Results and discussion

Signs and symptoms of toxicity:
not specified
Dermal irritation:
not specified
Absorption in different matrices:
- Blood: The peak blood level during exposure to neat bromochloromethane was 113.3 µg/ml. The maximum blood level was attained after 4 -8 h exposure. Appearance in the blood of bromochloromethane from aqueous solutions was rapid; peak blood concentrations were attained within 2 h. Concentrations of bromochloromethane in the blood after dermal exposures to the aqueous solutions were highest after exposure to saturated aqueous solution, followed by the two-third and one-third saturated solution.
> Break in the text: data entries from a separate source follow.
//! Integer-handle tables for buffers and sources
//!
//! Objects are referred to by opaque nonzero u32 names, matching the classic
//! AL convention of integer object names with zero reserved.

use std::collections::HashMap;

/// Handle table mapping nonzero u32 names to live objects.
///
/// Names are allocated from a wrapping counter and stay unique while the
/// object is live. Name 0 is never issued.
#[derive(Debug)]
pub struct NameTable<T> {
    entries: HashMap<u32, T>,
    next: u32,
}

impl<T> NameTable<T> {
    pub fn new() -> Self {
        Self {
            entries: HashMap::new(),
            next: 1,
        }
    }

    /// Insert an object and return its freshly allocated name.
    ///
    /// Skips 0 and any name still in use after counter wraparound.
    pub fn insert(&mut self, value: T) -> u32 {
        loop {
            let name = self.next;
            self.next = self.next.wrapping_add(1);
            if name == 0 || self.entries.contains_key(&name) {
                continue;
            }
            self.entries.insert(name, value);
            return name;
        }
    }

    /// Allocate a name, build the object from it, and insert it.
    ///
    /// The builder sees the name it will live under, which objects that log
    /// their own handle need. On builder failure nothing is inserted.
    pub fn try_insert_with<E>(
        &mut self,
        make: impl FnOnce(u32) -> std::result::Result<T, E>,
    ) -> std::result::Result<u32, E> {
        loop {
            let name = self.next;
            self.next = self.next.wrapping_add(1);
            if name == 0 || self.entries.contains_key(&name) {
                continue;
            }
            let value = make(name)?;
            self.entries.insert(name, value);
            return Ok(name);
        }
    }

    pub fn get(&self, name: u32) -> Option<&T> {
        self.entries.get(&name)
    }

    pub fn get_mut(&mut self, name: u32) -> Option<&mut T> {
        self.entries.get_mut(&name)
    }

    pub fn remove(&mut self, name: u32) -> Option<T> {
        self.entries.remove(&name)
    }

    pub fn contains(&self, name: u32) -> bool {
        self.entries.contains_key(&name)
    }

    /// Iterate over (name, object) pairs in unspecified order
    pub fn iter_mut(&mut self) -> impl Iterator<Item = (u32, &mut T)> {
        self.entries.iter_mut().map(|(name, value)| (*name, value))
    }
}

impl<T> Default for NameTable<T> {
    fn default() -> Self {
        Self::new()
    }
}
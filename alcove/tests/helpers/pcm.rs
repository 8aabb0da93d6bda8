//! Deterministic PCM generation for integration tests
//!
//! All generators emit little-endian 16-bit samples, the only layout the
//! engine accepts.

use std::f32::consts::PI;

/// Mono 16-bit PCM holding a constant amplitude
pub fn constant_mono16(frames: usize, amplitude: i16) -> Vec<u8> {
    let mut bytes = Vec::with_capacity(frames * 2);
    for _ in 0..frames {
        bytes.extend_from_slice(&amplitude.to_le_bytes());
    }
    bytes
}

/// Stereo 16-bit PCM with independent constant amplitudes per channel
pub fn constant_stereo16(frames: usize, left: i16, right: i16) -> Vec<u8> {
    let mut bytes = Vec::with_capacity(frames * 4);
    for _ in 0..frames {
        bytes.extend_from_slice(&left.to_le_bytes());
        bytes.extend_from_slice(&right.to_le_bytes());
    }
    bytes
}

/// Mono 16-bit sine wave
pub fn sine_mono16(frames: usize, sample_rate: u32, frequency: f32, amplitude: f32) -> Vec<u8> {
    let mut bytes = Vec::with_capacity(frames * 2);
    for n in 0..frames {
        let t = n as f32 / sample_rate as f32;
        let sample = (amplitude * (2.0 * PI * frequency * t).sin() * 32767.0) as i16;
        bytes.extend_from_slice(&sample.to_le_bytes());
    }
    bytes
}
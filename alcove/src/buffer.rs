//! Reference-counted PCM buffer objects
//!
//! A `Buffer` owns sample data filled by the application and lent to sources
//! while queued. The reference count is atomic because `ref_count` increments
//! happen on the application thread (enqueue) while decrements can happen
//! from unqueue calls racing the mixer. State tracks whether the data may be
//! replaced or the handle deleted.

use std::sync::atomic::{AtomicU32, AtomicU8, Ordering};
use std::sync::{Arc, Mutex};

use tracing::{debug, warn};

use crate::error::{Error, Result};
use crate::types::{BufferState, SampleFormat, MAX_FREQUENCY};

/// Default storage block size reserved at creation when the backend asks for
/// eager allocation, so an out-of-memory condition surfaces at generate time.
pub const DEFAULT_STORAGE_BYTES: usize = 256;

const STATE_UNUSED: u8 = 0;
const STATE_PENDING: u8 = 1;
const STATE_PROCESSED: u8 = 2;

/// Immutable PCM payload shared between a buffer and the ring slots that
/// currently play it. Slots hold `Arc` clones; dropping a slot's clone never
/// frees the samples while the owning buffer is alive.
#[derive(Debug)]
pub struct PcmData {
    pub format: SampleFormat,
    pub rate: u32,
    pub bytes: Vec<u8>,
}

impl PcmData {
    /// Whole frames contained in the payload
    pub fn frames(&self) -> usize {
        self.bytes.len() / self.format.frame_bytes()
    }
}

#[derive(Debug, Default)]
struct BufferInner {
    pcm: Option<Arc<PcmData>>,
    /// Preallocated default block, reused as the destination of the next
    /// `set_data` to keep the eager-allocation backend's guarantee cheap.
    spare: Option<Vec<u8>>,
}

/// Application-owned audio data object
#[derive(Debug)]
pub struct Buffer {
    inner: Mutex<BufferInner>,
    state: AtomicU8,
    refs: AtomicU32,
}

impl Buffer {
    /// Create an empty buffer in the Unused state.
    ///
    /// With `eager_storage` a default block is allocated up front and the
    /// call fails with OutOfMemory if that allocation is refused.
    pub fn new(eager_storage: bool) -> Result<Self> {
        let spare = if eager_storage {
            let mut block: Vec<u8> = Vec::new();
            block
                .try_reserve_exact(DEFAULT_STORAGE_BYTES)
                .map_err(|_| Error::OutOfMemory("default buffer storage".to_string()))?;
            Some(block)
        } else {
            None
        };

        Ok(Self {
            inner: Mutex::new(BufferInner { pcm: None, spare }),
            state: AtomicU8::new(STATE_UNUSED),
            refs: AtomicU32::new(0),
        })
    }

    /// Replace the buffer's sample data.
    ///
    /// Fails with InvalidOperation while any source still references the
    /// buffer, and with InvalidValue for empty data, an unsupported sample
    /// layout, or a rate outside (0, 48000].
    pub fn set_data(&self, format: SampleFormat, data: &[u8], rate: u32) -> Result<()> {
        if self.refs.load(Ordering::Acquire) != 0 {
            return Err(Error::InvalidOperation(
                "buffer data cannot be replaced while queued on a source".to_string(),
            ));
        }
        if data.is_empty() {
            return Err(Error::InvalidValue("empty buffer data".to_string()));
        }
        if !format.is_supported() {
            return Err(Error::InvalidValue(format!(
                "unsupported sample format {format:?}, 16-bit PCM required"
            )));
        }
        if rate == 0 || rate > MAX_FREQUENCY {
            return Err(Error::InvalidValue(format!(
                "sample rate {rate} outside (0, {MAX_FREQUENCY}]"
            )));
        }

        let mut inner = self.inner.lock().unwrap();
        let mut bytes = inner.spare.take().unwrap_or_default();
        bytes.clear();
        bytes
            .try_reserve_exact(data.len())
            .map_err(|_| Error::OutOfMemory(format!("{} bytes of sample storage", data.len())))?;
        bytes.extend_from_slice(data);

        inner.pcm = Some(Arc::new(PcmData {
            format,
            rate,
            bytes,
        }));
        self.state.store(STATE_UNUSED, Ordering::Release);

        debug!(
            bytes = data.len(),
            rate,
            channels = format.channels(),
            "buffer data set"
        );
        Ok(())
    }

    /// Take a reference on behalf of a source.
    ///
    /// Called on the application thread when the buffer is queued or
    /// attached.
    pub fn ref_(&self) {
        self.refs.fetch_add(1, Ordering::AcqRel);
        self.state.store(STATE_PENDING, Ordering::Release);
    }

    /// Drop one reference.
    ///
    /// When the count returns to zero the state becomes Processed, marking
    /// "was in use, no longer is" as distinct from "never used". Safe to call
    /// concurrently with `ref_` from another thread.
    pub fn deref(&self) {
        let prev = self
            .refs
            .fetch_update(Ordering::AcqRel, Ordering::Acquire, |n| n.checked_sub(1));
        match prev {
            Ok(1) => self.state.store(STATE_PROCESSED, Ordering::Release),
            Ok(_) => {}
            Err(_) => warn!("buffer dereferenced below zero, ignoring"),
        }
    }

    /// Whether the handle may be deleted (no source holds a reference)
    pub fn is_deletable(&self) -> bool {
        self.refs.load(Ordering::Acquire) == 0
    }

    pub fn state(&self) -> BufferState {
        match self.state.load(Ordering::Acquire) {
            STATE_PENDING => BufferState::Pending,
            STATE_PROCESSED => BufferState::Processed,
            _ => BufferState::Unused,
        }
    }

    pub fn ref_count(&self) -> u32 {
        self.refs.load(Ordering::Acquire)
    }

    /// Current payload, if data has been set
    pub fn pcm(&self) -> Option<Arc<PcmData>> {
        self.inner.lock().unwrap().pcm.clone()
    }

    /// Sample rate of the stored data, 0 before any `set_data`
    pub fn frequency(&self) -> u32 {
        self.inner.lock().unwrap().pcm.as_ref().map_or(0, |p| p.rate)
    }

    /// Bits per sample of the stored data, 0 before any `set_data`
    pub fn bits(&self) -> u16 {
        self.inner
            .lock()
            .unwrap()
            .pcm
            .as_ref()
            .map_or(0, |p| p.format.bits())
    }

    /// Channel count of the stored data, 0 before any `set_data`
    pub fn channels(&self) -> u16 {
        self.inner
            .lock()
            .unwrap()
            .pcm
            .as_ref()
            .map_or(0, |p| p.format.channels())
    }

    /// Byte size of the stored data, 0 before any `set_data`
    pub fn size(&self) -> usize {
        self.inner
            .lock()
            .unwrap()
            .pcm
            .as_ref()
            .map_or(0, |p| p.bytes.len())
    }
}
The peak blood levels were reached at approximately the same time for the saturated, one-third and two-thirds saturated aqueous solutions. Levels of bromochloromethane in blood rapidly decreased to near control levels by 24 h, probably due to depletion of chemical from the exposure cell. The aqueous solution remaining in the exposure cell after exposure of rats for 24 h contained less than 1% (< 1ppm) of the initial bromochloromethane concentration.

Applicant's summary and conclusion

Conclusions:
Bromochloromethane showed a rapid dermal absorption from the aqueous solutions.
Executive summary:

The potential of bromochloromethane to penetrate the skin and be absorbed via this route was tested in male Fischer 344 rats by application of pure bromochloromethane and at different concentrations in water: 27.64 mg in 2 ml (saturated solution), 17.85 mg in 2 ml (two-thirds saturated solution) and 9.72 mg in 2 ml (one-third saturated solution). For the application, an occlusive reservoir glued to the shaved skin and closed by a screw cap containing a Teflon-coated silicon septum, covered the skin area. Blood samples (50 or 100 µl) were obtained from each rat just prior to adding the test chemical (control samples), and after exposure for 0.5, 1, 2, 4, 8, 12 and 24 h. The peak blood level during exposure to neat bromochloromethane was 113.3 µg/ml, which was attained after 4 -8 h exposure. Appearance in the blood of bromochloromethane from aqueous solutions was rapid (peak blood concentrations were attained within 2 h). Besides, the aqueous solution remaining in the exposure cells after exposure of rats for 24 h contained less than 1% (< 1ppm) of the initial bromochloromethane concentration, indicating that bromochloromethane was rapidly absorbed. Based on these results, it can be concluded that bromochloromethane has a rapid dermal absorption.